Study scheme and population
A total of 15,501 patients with AMI were initially selected from the KAMIR-V registry. After exclusion of (a) patients with LDL-C levels ≥ 55 mg/dL, (b) patients who did not survive during the index hospitalization, and (c) patients treated with no statins, 752 patients were ultimately enrolled. These patients were allocated to two groups according to statin intensity: (a) high-intensity statin group (n = 384) and (b) moderate-intensity statin group (n = 368) (Fig. 1).
The research reported in this paper adhered to CONSORT guidelines.
Definition of high- and moderate-intensity statins
The LDL-C-lowering agents available for statistical analysis included statins and ezetimibe. In this study, high-intensity statins were defined as ≥ 40 mg per day of atorvastatin or ≥ 20 mg per day of rosuvastatin, in accordance with the current guidelines [5].
Definition of AMI
Regarding the diagnostic criteria of the current guidelines [4, 6], AMI was defined as ischemic myocardial injury evidenced by an increase in cardiac biomarker levels and at least one of the following: (a) myocardial ischemia-related clinical symptoms or signs, (b) myocardial ischemia-related abnormalities found on 12-lead surface electrocardiogram (ECG) suggesting myocardial ischemia, and (c) any manifestations suggesting either a lack of myocardial perfusion or regional wall motion abnormalities on cardiovascular imaging modalities. ST-segment elevation myocardial infarction (STEMI) was defined as AMI with newly detected ST-segment elevation in at least two continuous leads on 12-lead surface ECG [4, 6].

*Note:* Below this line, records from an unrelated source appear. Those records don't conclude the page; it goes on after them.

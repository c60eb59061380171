//! # Customer Repository
//!
//! Customers are added and removed; nothing in the dashboards edits them.
//! `total_purchases` is written once at insert and only read afterwards.

use sqlx::{SqliteConnection, SqlitePool};
use tracing::debug;

use crate::error::{DbError, DbResult};
use haven_core::{Customer, NewCustomer};

/// Repository for customer database operations.
#[derive(Debug, Clone)]
pub struct CustomerRepository {
    pool: SqlitePool,
}

impl CustomerRepository {
    /// Creates a new CustomerRepository.
    pub fn new(pool: SqlitePool) -> Self {
        CustomerRepository { pool }
    }

    /// Lists every customer in insertion order.
    ///
    /// Rows written by older builds may hold a NULL total; those read as 0.
    pub async fn list_all(&self) -> DbResult<Vec<Customer>> {
        let customers = sqlx::query_as::<_, Customer>(
            r#"
            SELECT
                id,
                name,
                email,
                phone,
                COALESCE(total_purchases, 0.0) AS total_purchases
            FROM customers
            ORDER BY id
            "#,
        )
        .fetch_all(&self.pool)
        .await?;

        debug!(count = customers.len(), "Listed customers");
        Ok(customers)
    }

    /// Gets a customer by ID.
    pub async fn get_by_id(&self, id: i64) -> DbResult<Option<Customer>> {
        let customer = sqlx::query_as::<_, Customer>(
            r#"
            SELECT
                id,
                name,
                email,
                phone,
                COALESCE(total_purchases, 0.0) AS total_purchases
            FROM customers
            WHERE id = ?1
            "#,
        )
        .bind(id)
        .fetch_optional(&self.pool)
        .await?;

        Ok(customer)
    }

    /// Adds a customer and returns the new id.
    ///
    /// Payloads from [`NewCustomer::new`] start at zero purchases.
    pub async fn insert(&self, customer: &NewCustomer) -> DbResult<i64> {
        let mut conn = self.pool.acquire().await?;
        insert_customer(&mut conn, customer).await
    }

    /// Removes a customer.
    ///
    /// ## Returns
    /// * `Err(DbError::NotFound)` - No customer with this id; nothing changed
    pub async fn delete(&self, id: i64) -> DbResult<()> {
        debug!(id, "Deleting customer");

        let result = sqlx::query("DELETE FROM customers WHERE id = ?1")
            .bind(id)
            .execute(&self.pool)
            .await?;

        if result.rows_affected() == 0 {
            return Err(DbError::not_found("Customer", id));
        }

        Ok(())
    }

    /// Counts all customers.
    pub async fn count(&self) -> DbResult<i64> {
        let count: i64 = sqlx::query_scalar("SELECT COUNT(*) FROM customers")
            .fetch_one(&self.pool)
            .await?;

        Ok(count)
    }
}

pub(crate) async fn insert_customer(
    conn: &mut SqliteConnection,
    customer: &NewCustomer,
) -> DbResult<i64> {
    customer.validate()?;

    debug!(name = %customer.name, "Inserting customer");

    let result = sqlx::query(
        r#"
        INSERT INTO customers (name, email, phone, total_purchases)
        VALUES (?1, ?2, ?3, ?4)
        "#,
    )
    .bind(&customer.name)
    .bind(&customer.email)
    .bind(&customer.phone)
    .bind(customer.total_purchases)
    .execute(&mut *conn)
    .await?;

    Ok(result.last_insert_rowid())
}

Definition of other baseline covariates
Definitions of covariates in the baseline characteristics were summarized in a previously published article based on the KAMIR-V registry [17]. The patient-reported smoking status was categorized as smoker (current smoker or ex-smoker) versus nonsmoker. The body mass index (BMI) was computed based on the patient’s weight and height. Medical history included hypertension, diabetes mellitus, dyslipidemia, prior coronary artery disease, and prior cerebrovascular accident (CVA). Left ventricular systolic function was evaluated based on left ventricular ejection fraction measured using two-dimensional transthoracic echocardiography. The final diagnoses included both STEMI and non-STEMI cases. The discharge medications of interest included aspirin, P2Y12 inhibitors, beta-blockers, renin-angiotensin-aldosterone system inhibitors, and ezetimibe.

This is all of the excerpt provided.